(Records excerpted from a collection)

====

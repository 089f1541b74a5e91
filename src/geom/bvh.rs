use crate::core;
use crate::geom::prim::Primitive;
use crate::geom::util;
use crate::render::Progress;

use log::debug;

/// Note: the implementation of a bounding-volume hierarchy in this file is taken from
/// PBRT, 3rd edition, section 4.3 (starting around page 256). Subtrees above a size threshold
/// are built in parallel, and builds can be cancelled through progress.

/// What a BVH leaf references: a primitive, optionally of a scene object, or a whole object
/// instance whose mesh carries its own BVH.
#[derive(Clone, Copy, Debug, PartialEq, Eq, Hash)]
pub enum BvhItem {
    Prim {
        object: Option<usize>,
        prim: Primitive
    },
    Instance(usize),
}

#[derive(Clone, Copy, Debug)]
pub struct BvhReference {
    pub item: BvhItem,
    pub bbox: core::BBox,
    centroid: core::Vec
}

impl BvhReference {
    pub fn new(item: BvhItem, bbox: core::BBox) -> BvhReference {
        BvhReference {
            item: item,
            bbox: bbox,
            centroid: bbox.centroid()
        }
    }
}

#[derive(Clone, Copy, Debug, PartialEq)]
pub struct BvhParams {
    pub max_leaf_size: usize,
    pub num_buckets: usize,
    /// Subtrees with at least this many references are built on the rayon pool.
    pub parallel_build_threshold: usize,
}

impl Default for BvhParams {
    fn default() -> BvhParams {
        BvhParams {
            max_leaf_size: 8,
            num_buckets: 12,
            parallel_build_threshold: 4096
        }
    }
}

#[derive(Clone, Copy)]
struct BucketInfo {
    count: usize,
    bbox: core::BBox
}

impl BucketInfo {
    pub fn empty() -> BucketInfo {
        BucketInfo {count: 0, bbox: core::BBox::empty()}
    }
}

enum BvhBuildNode {
    Leaf {
        bbox: core::BBox,
        first: usize,
        count: usize
    },
    Interior {
        bbox: core::BBox,
        axis: usize,
        children: Box<(BvhBuildNode, BvhBuildNode)>
    }
}

impl BvhBuildNode {
    fn bbox(&self) -> &core::BBox {
        match *self {
            BvhBuildNode::Leaf {ref bbox, ..} => bbox,
            BvhBuildNode::Interior {ref bbox, ..} => bbox,
        }
    }

    fn new_interior(axis: usize, c0: BvhBuildNode, c1: BvhBuildNode) -> BvhBuildNode {
        BvhBuildNode::Interior {
            bbox: c0.bbox().combine_with(c1.bbox()),
            axis: axis,
            children: Box::new((c0, c1))
        }
    }
}

/// Node of the flattened, depth-first BVH. Leaves reference `num_items` items starting at
/// `offset`; interior nodes have their first child right after them and the second child
/// at `offset`.
#[derive(Clone, Copy, Debug, PartialEq)]
pub struct BvhNode {
    pub bbox: core::BBox,
    pub offset: usize,
    pub num_items: usize,
    pub axis: usize
}

impl BvhNode {
    pub fn is_leaf(&self) -> bool {
        self.num_items > 0
    }
}

#[derive(Clone, Debug, Default, PartialEq)]
pub struct Bvh {
    pub items: Vec<BvhItem>,
    pub nodes: Vec<BvhNode>
}

impl Bvh {
    fn bucket_of(centroid_bbox: &core::BBox, centroid: &core::Vec, dim: usize, num_buckets: usize)
        -> usize
    {
        let rel = centroid_bbox.relative_offset(centroid);
        core::clamp((num_buckets as f32 * rel[dim]) as usize, 0, num_buckets - 1)
    }

    /// Chooses where to split `refs`, reordering them in place. Returns `None` to make a leaf.
    fn choose_split(refs: &mut [BvhReference], bbox: &core::BBox, centroid_bbox: &core::BBox,
        dim: usize, params: &BvhParams) -> Option<usize>
    {
        let num_refs = refs.len();
        let equal_counts = |refs: &mut [BvhReference]| {
            let mid = num_refs / 2;
            util::nth_element(refs, mid, &|lhs: &BvhReference, rhs: &BvhReference| {
                lhs.centroid[dim] < rhs.centroid[dim]
            });
            mid
        };

        if num_refs <= 4 {
            // Partition into equally-sized subsets if too small to use SAH.
            return Some(equal_counts(refs));
        }

        // Use the surface-area heuristic.
        let num_buckets = params.num_buckets.max(2);
        let mut buckets = vec![BucketInfo::empty(); num_buckets];
        for r in refs.iter() {
            let b = Bvh::bucket_of(centroid_bbox, &r.centroid, dim, num_buckets);
            buckets[b].count += 1;
            buckets[b].bbox = buckets[b].bbox.combine_with(&r.bbox);
        }

        // Compute costs for splitting after each bucket.
        let area = bbox.surface_area().max(std::f32::MIN_POSITIVE);
        let mut cost = vec![0.0; num_buckets - 1];
        for i in 0..(num_buckets - 1) {
            let (left, right) = buckets.split_at(i + 1);
            let (b0, count0) = left.iter().fold((core::BBox::empty(), 0), |(b, c), bucket| {
                (b.combine_with(&bucket.bbox), c + bucket.count)
            });
            let (b1, count1) = right.iter().fold((core::BBox::empty(), 0), |(b, c), bucket| {
                (b.combine_with(&bucket.bbox), c + bucket.count)
            });
            cost[i] = 1.0 + (count0 as f32 * b0.surface_area()
                    + count1 as f32 * b1.surface_area()) / area;
        }

        // Find bucket to split at that minimizes SAH metric.
        let mut min_cost = cost[0];
        let mut min_cost_split_bucket = 0;
        for i in 1..(num_buckets - 1) {
            if cost[i] < min_cost {
                min_cost = cost[i];
                min_cost_split_bucket = i;
            }
        }

        // Either create leaf or split primitives at selected SAH bucket.
        // (Leaf might be cheaper.)
        let leaf_cost = num_refs as f32;
        if num_refs > params.max_leaf_size || min_cost < leaf_cost {
            let mid = util::partition(refs, |r| {
                Bvh::bucket_of(centroid_bbox, &r.centroid, dim, num_buckets)
                        <= min_cost_split_bucket
            });
            if mid == 0 || mid == num_refs {
                return Some(equal_counts(refs));
            }
            Some(mid)
        }
        else {
            None
        }
    }

    fn recurse_build(refs: &mut [BvhReference], first: usize, params: &BvhParams,
        progress: &dyn Progress) -> Option<BvhBuildNode>
    {
        let num_refs = refs.len();
        let parallel = num_refs >= params.parallel_build_threshold;
        if parallel && progress.get_cancel() {
            return None;
        }

        let bbox = refs.iter().fold(core::BBox::empty(), |b, r| b.combine_with(&r.bbox));
        let leaf = BvhBuildNode::Leaf {bbox: bbox, first: first, count: num_refs};
        if num_refs == 1 {
            return Some(leaf);
        }

        let centroid_bbox = refs.iter().fold(core::BBox::empty(), |b, r| b.union_with(&r.centroid));
        let dim = centroid_bbox.maximum_extent();
        let mid = if centroid_bbox.min[dim] == centroid_bbox.max[dim] {
            // Components overlay one another; only split to respect the leaf size.
            if num_refs <= params.max_leaf_size {
                return Some(leaf);
            }
            num_refs / 2
        }
        else {
            match Bvh::choose_split(refs, &bbox, &centroid_bbox, dim, params) {
                Some(mid) => mid,
                None => return Some(leaf)
            }
        };

        debug_assert!(mid > 0);
        debug_assert!(mid < num_refs);
        let (left, right) = refs.split_at_mut(mid);
        let (c0, c1) = if parallel {
            rayon::join(
                || Bvh::recurse_build(left, first, params, progress),
                || Bvh::recurse_build(right, first + mid, params, progress))
        }
        else {
            (Bvh::recurse_build(left, first, params, progress),
                    Bvh::recurse_build(right, first + mid, params, progress))
        };
        match (c0, c1) {
            (Some(c0), Some(c1)) => Some(BvhBuildNode::new_interior(dim, c0, c1)),
            _ => None
        }
    }

    fn flatten_tree(build_node: &BvhBuildNode, nodes: &mut Vec<BvhNode>) -> usize {
        let linear_node_index = nodes.len();
        match *build_node {
            BvhBuildNode::Leaf {bbox, first, count} => {
                nodes.push(BvhNode {bbox: bbox, offset: first, num_items: count, axis: 0});
            },
            BvhBuildNode::Interior {bbox, axis, ref children} => {
                nodes.push(BvhNode {bbox: bbox, offset: 0, num_items: 0, axis: axis});
                Bvh::flatten_tree(&children.0, nodes);
                let second_child_offset = Bvh::flatten_tree(&children.1, nodes);
                nodes[linear_node_index].offset = second_child_offset;
            }
        }
        linear_node_index
    }

    /// Builds a BVH over the references. Returns `None` if progress requested cancellation.
    pub fn build(mut refs: Vec<BvhReference>, params: &BvhParams, progress: &dyn Progress)
        -> Option<Bvh>
    {
        if progress.get_cancel() {
            return None;
        }
        if refs.is_empty() {
            return Some(Bvh::default());
        }

        let root = Bvh::recurse_build(&mut refs, 0, params, progress)?;

        // Compute representation of depth-first traversal of BVH tree.
        let mut nodes = Vec::with_capacity(2 * refs.len());
        Bvh::flatten_tree(&root, &mut nodes);
        debug!("built BVH over {} items with {} nodes", refs.len(), nodes.len());

        Some(Bvh {
            items: refs.iter().map(|r| r.item).collect(),
            nodes: nodes
        })
    }

    /// Recomputes node bounds for moved items without changing the tree's topology.
    pub fn refit(&mut self, bounds_of: impl Fn(&BvhItem) -> core::BBox) {
        for i in (0..self.nodes.len()).rev() {
            let node = self.nodes[i];
            let bbox = if node.is_leaf() {
                self.items[node.offset..(node.offset + node.num_items)].iter()
                        .fold(core::BBox::empty(), |b, item| b.combine_with(&bounds_of(item)))
            }
            else {
                self.nodes[i + 1].bbox.combine_with(&self.nodes[node.offset].bbox)
            };
            self.nodes[i].bbox = bbox;
        }
    }

    pub fn bounds(&self) -> core::BBox {
        match self.nodes.first() {
            Some(root) => root.bbox,
            None => core::BBox::empty()
        }
    }

    pub fn is_empty(&self) -> bool {
        self.items.is_empty()
    }
}

#[cfg(test)]
mod tests {
    use super::*;
    use crate::render::SimpleProgress;
    use rand::{Rng, SeedableRng};
    use rand::rngs::StdRng;

    fn random_refs(n: usize, seed: u64) -> Vec<BvhReference> {
        let mut rng = StdRng::seed_from_u64(seed);
        (0..n).map(|i| {
            let p = core::Vec::new(rng.gen_range(-10.0..10.0), rng.gen_range(-10.0..10.0),
                    rng.gen_range(-10.0..10.0));
            let bbox = core::BBox::from_points(&p, &(p + core::Vec::splat(rng.gen_range(0.1..1.0))));
            BvhReference::new(BvhItem::Prim {object: None, prim: Primitive::Triangle(i)}, bbox)
        }).collect()
    }

    fn check_tree(bvh: &Bvh, refs: &[BvhReference], params: &BvhParams) {
        let mut seen = vec![false; refs.len()];
        for (i, node) in bvh.nodes.iter().enumerate() {
            if node.is_leaf() {
                assert!(node.num_items <= params.max_leaf_size);
                for item in &bvh.items[node.offset..(node.offset + node.num_items)] {
                    if let BvhItem::Prim {prim: Primitive::Triangle(t), ..} = *item {
                        assert!(!seen[t]);
                        seen[t] = true;
                        let b = refs[t].bbox;
                        assert_eq!(node.bbox.combine_with(&b), node.bbox);
                    }
                }
            }
            else {
                let children = node.bbox.combine_with(&bvh.nodes[i + 1].bbox)
                        .combine_with(&bvh.nodes[node.offset].bbox);
                assert_eq!(children, node.bbox);
            }
        }
        assert!(seen.iter().all(|s| *s));
    }

    #[test]
    fn build_covers_every_item_once() {
        let refs = random_refs(500, 1);
        let params = BvhParams::default();
        let bvh = Bvh::build(refs.clone(), &params, &SimpleProgress::new()).unwrap();
        assert_eq!(bvh.items.len(), 500);
        check_tree(&bvh, &refs, &params);
    }

    #[test]
    fn parallel_build_matches_serial_build() {
        let refs = random_refs(2000, 2);
        let serial = BvhParams {parallel_build_threshold: usize::MAX, ..BvhParams::default()};
        let parallel = BvhParams {parallel_build_threshold: 16, ..BvhParams::default()};
        let progress = SimpleProgress::new();
        let a = Bvh::build(refs.clone(), &serial, &progress).unwrap();
        let b = Bvh::build(refs, &parallel, &progress).unwrap();
        assert_eq!(a, b);
    }

    #[test]
    fn overlapping_items_respect_leaf_size() {
        let bbox = core::BBox::from_points(&core::Vec::zero(), &core::Vec::one());
        let refs: Vec<BvhReference> = (0..20).map(|i| {
            BvhReference::new(BvhItem::Prim {object: None, prim: Primitive::Triangle(i)}, bbox)
        }).collect();
        let params = BvhParams {max_leaf_size: 4, ..BvhParams::default()};
        let bvh = Bvh::build(refs.clone(), &params, &SimpleProgress::new()).unwrap();
        check_tree(&bvh, &refs, &params);
    }

    #[test]
    fn cancelled_build_returns_none() {
        let progress = SimpleProgress::new();
        progress.cancel();
        assert!(Bvh::build(random_refs(10, 3), &BvhParams::default(), &progress).is_none());
    }

    #[test]
    fn empty_build_has_no_nodes() {
        let bvh = Bvh::build(vec![], &BvhParams::default(), &SimpleProgress::new()).unwrap();
        assert!(bvh.is_empty());
        assert!(!bvh.bounds().is_valid());
    }

    #[test]
    fn refit_tracks_moved_items() {
        let mut refs = random_refs(100, 4);
        let params = BvhParams::default();
        let mut bvh = Bvh::build(refs.clone(), &params, &SimpleProgress::new()).unwrap();

        let offset = core::Vec::new(100.0, 0.0, 0.0);
        for r in refs.iter_mut() {
            r.bbox = core::BBox::from_points(&(r.bbox.min + offset), &(r.bbox.max + offset));
        }
        bvh.refit(|item| match *item {
            BvhItem::Prim {prim: Primitive::Triangle(t), ..} => refs[t].bbox,
            _ => core::BBox::empty()
        });
        check_tree(&bvh, &refs, &params);
        assert!(bvh.bounds().min.x > 80.0);
    }
}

====

▸ What the task requires
Go through the lines above and copy any that contain "axis".

▸ Response area
        axis: usize,
    fn new_interior(axis: usize, c0: BvhBuildNode, c1: BvhBuildNode) -> BvhBuildNode {
            axis: axis,
    pub axis: usize
                nodes.push(BvhNode {bbox: bbox, offset: first, num_items: count, axis: 0});
            BvhBuildNode::Interior {bbox, axis, ref children} => {
                nodes.push(BvhNode {bbox: bbox, offset: 0, num_items: 0, axis: axis});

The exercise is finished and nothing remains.